THURSDAY
Flee DaSysem, roaddawgz.org, Sep 09, 2003
Frisco.
"Orange was my favorite color," is the name of the this day.
This is the part of Hell that transforms lost kids into junkies and tweekers, giving them skimpy sacks of dank weed to sell to support their habits and then paints them orange to throw them in a cage where the dope-sick little bastards shake and convulse from the detoxification. Welcome to Haight Street.
Orange.
Orange socks.
Orange britches. The elastic waistband must have lost it's life to a big, fat fucker months ago and they've got me wearing them anyway.
When the fucking "undies" brought me in, the pig who checked me in said, "You again?
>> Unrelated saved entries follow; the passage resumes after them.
// Example demonstrating the Encode trait on user-defined types

use zenjson::{encode_json, encode_json_pretty, encode_json_to, Encode, EncodeOptions, Encoder};

struct Point {
    x: f32,
    y: f32,
}

impl Encode for Point {
    fn encode<E: Encoder>(&self, encoder: &mut E) -> Result<(), E::Error> {
        let mut s = encoder.encode_struct("Point")?;
        s.field("x", &self.x)?;
        s.field("y", &self.y)?;
        s.finish()
    }
}

struct Route {
    name: &'static str,
    stops: Vec<Point>,
    note: Option<String>,
}

impl Encode for Route {
    fn encode<E: Encoder>(&self, encoder: &mut E) -> Result<(), E::Error> {
        let mut s = encoder.encode_struct("Route")?;
        s.field("name", self.name)?;
        s.field("stops", &self.stops)?;
        s.field("note", &self.note)?;
        s.finish()
    }
}

fn main() -> std::io::Result<()> {
    let route = Route {
        name: "loop",
        stops: vec![Point { x: 0.0, y: 0.0 }, Point { x: 1.5, y: 2.0 }],
        note: None,
    };

    println!("compact: {}", encode_json(&route));
    println!("pretty:\n{}", encode_json_pretty(&route));

    // Straight to stdout with a tab per level
    let stdout = std::io::stdout().lock();
    let mut stdout = encode_json_to(
        &route.stops,
        stdout,
        EncodeOptions {
            indentation: "\t".to_owned(),
        },
    )?;
    std::io::Write::write_all(&mut stdout, b"\n")?;
    Ok(())
}
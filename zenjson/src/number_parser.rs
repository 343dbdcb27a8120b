// SPDX-License-Identifier: Apache-2.0

//! Number scanning sub-state machine.
//!
//! Numbers are scanned byte by byte with peek-then-consume, so the byte that
//! ends a number is left in the stream for the structural scanner. The
//! grammar recognised here is narrower than RFC 8259:
//!
//! - a number is an optional `-` directly followed by a digit (leading zeros
//!   allowed, no `+`)
//! - an exponent may only follow a fractional part
//! - the fractional value is `pow(integer + fraction, exponent)`, with the
//!   exponent defaulting to `1` when no `e`/`E` is present; a leading `-`
//!   negates the result
//! - integers must fit in `i64`, but the integer part of a fractional number
//!   may be arbitrarily long

use std::io::Read;

use crate::byte_stream::{is_json_whitespace, ByteStream};
use crate::{ParseError, Value};

/// Returns `true` if `byte` ends a number without being part of it.
const fn is_number_terminator(byte: Option<u8>) -> bool {
    match byte {
        None => true,
        Some(b) => matches!(b, b']' | b'}' | b',') || is_json_whitespace(b),
    }
}

const fn decimal_digit(byte: u8) -> Option<u8> {
    match byte {
        b'0'..=b'9' => Some(byte - b'0'),
        _ => None,
    }
}

#[derive(Debug, Clone, Copy, PartialEq)]
enum NumberState {
    Integer,
    Fraction,
    /// Just consumed `e`/`E`; a sign may follow.
    ExponentStart,
    Exponent,
}

#[derive(Debug)]
pub(crate) struct NumberParser {
    state: NumberState,
    negative: bool,
    /// Signed integer part, or `None` once it no longer fits in `i64`.
    integer: Option<i64>,
    /// Decimal digits of the integer part.
    integer_digits: String,
    fraction: f64,
    /// Weight of the next fractional digit.
    scale: f64,
    exponent: f64,
    exponent_negative: bool,
}

impl NumberParser {
    /// Starts a number whose first digit has already been consumed.
    fn new(first_digit: u8, negative: bool) -> Self {
        let integer = i64::from(first_digit);
        Self {
            state: NumberState::Integer,
            negative,
            integer: Some(if negative { -integer } else { integer }),
            integer_digits: String::from(char::from(b'0' + first_digit)),
            fraction: 0.0,
            scale: 1.0,
            exponent: 1.0,
            exponent_negative: false,
        }
    }

    /// Scans the rest of a number whose first byte `first` (a digit or `-`)
    /// was just consumed from `input`.
    pub fn scan<R: Read>(input: &mut ByteStream<R>, first: u8) -> Result<Value, ParseError> {
        let negative = first == b'-';
        let first_digit = if negative {
            input.next()?.and_then(decimal_digit)
        } else {
            decimal_digit(first)
        }
        .ok_or(ParseError::UnexpectedCharacter)?;

        let mut parser = Self::new(first_digit, negative);
        loop {
            let next = input.peek()?;
            if is_number_terminator(next) {
                return parser.finish();
            }
            if let Some(byte) = next {
                parser.advance(byte)?;
                input.next()?;
            }
        }
    }

    fn advance(&mut self, byte: u8) -> Result<(), ParseError> {
        use NumberState::*;

        match (self.state, decimal_digit(byte)) {
            (Integer, Some(d)) => {
                // Accumulate towards the sign so i64::MIN is reachable
                let d = i64::from(d);
                let negative = self.negative;
                self.integer = self.integer.and_then(|x| {
                    let shifted = x.checked_mul(10)?;
                    if negative {
                        shifted.checked_sub(d)
                    } else {
                        shifted.checked_add(d)
                    }
                });
                self.integer_digits.push(char::from(byte));
            }
            (Fraction, Some(d)) => {
                self.scale /= 10.0;
                self.fraction += self.scale * f64::from(d);
            }
            (ExponentStart | Exponent, Some(d)) => {
                self.exponent = self.exponent * 10.0 + f64::from(d);
                self.state = Exponent;
            }
            (Integer, None) if byte == b'.' => self.state = Fraction,
            (Fraction, None) if matches!(byte, b'e' | b'E') => {
                self.exponent = 0.0;
                self.state = ExponentStart;
            }
            (ExponentStart, None) if matches!(byte, b'+' | b'-') => {
                self.exponent_negative = byte == b'-';
                self.state = Exponent;
            }
            _ => return Err(ParseError::UnexpectedCharacter),
        }
        Ok(())
    }

    fn finish(self) -> Result<Value, ParseError> {
        if self.state == NumberState::Integer {
            return self.integer.map(Value::Integer).ok_or(ParseError::NumericOverflow);
        }

        let integer = match self.integer {
            Some(x) => x.unsigned_abs() as f64,
            None => self
                .integer_digits
                .parse::<f64>()
                .map_err(|_| ParseError::NumericOverflow)?,
        };
        let exponent = if self.exponent_negative {
            -self.exponent
        } else {
            self.exponent
        };
        let magnitude = (integer + self.fraction).powf(exponent);
        Ok(Value::Fractional(if self.negative {
            -magnitude
        } else {
            magnitude
        }))
    }
}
What the Hell you doin' back here?"
"I need clean socks. Orange is my color."
Fuck!
1.7 grams! Damn it! I really can't believe this shit! She was a fucking prostitute for Christ's sake! In that tight-ass, pink, plastic dress, cops and jail were the last two things on my mind. Let me tell ya!
Bam! Seven clean-cut, over-weight doughnut-eaters in street clothes jump out of the trees and come stumbling their fat asses down the hill.
"Fuck it!"
I picked up my forty ounce and took what was obviously my last swill of beer for a few days as the fat-fucks swarmed me.
One of the fuckers actually had the gall to ask me, "So, wha'd'ya think of that chick's bod?"
"Man? That was an evil trick!"
Encircled by an echo of horrendous laughter.
So, let me catch you up real quick.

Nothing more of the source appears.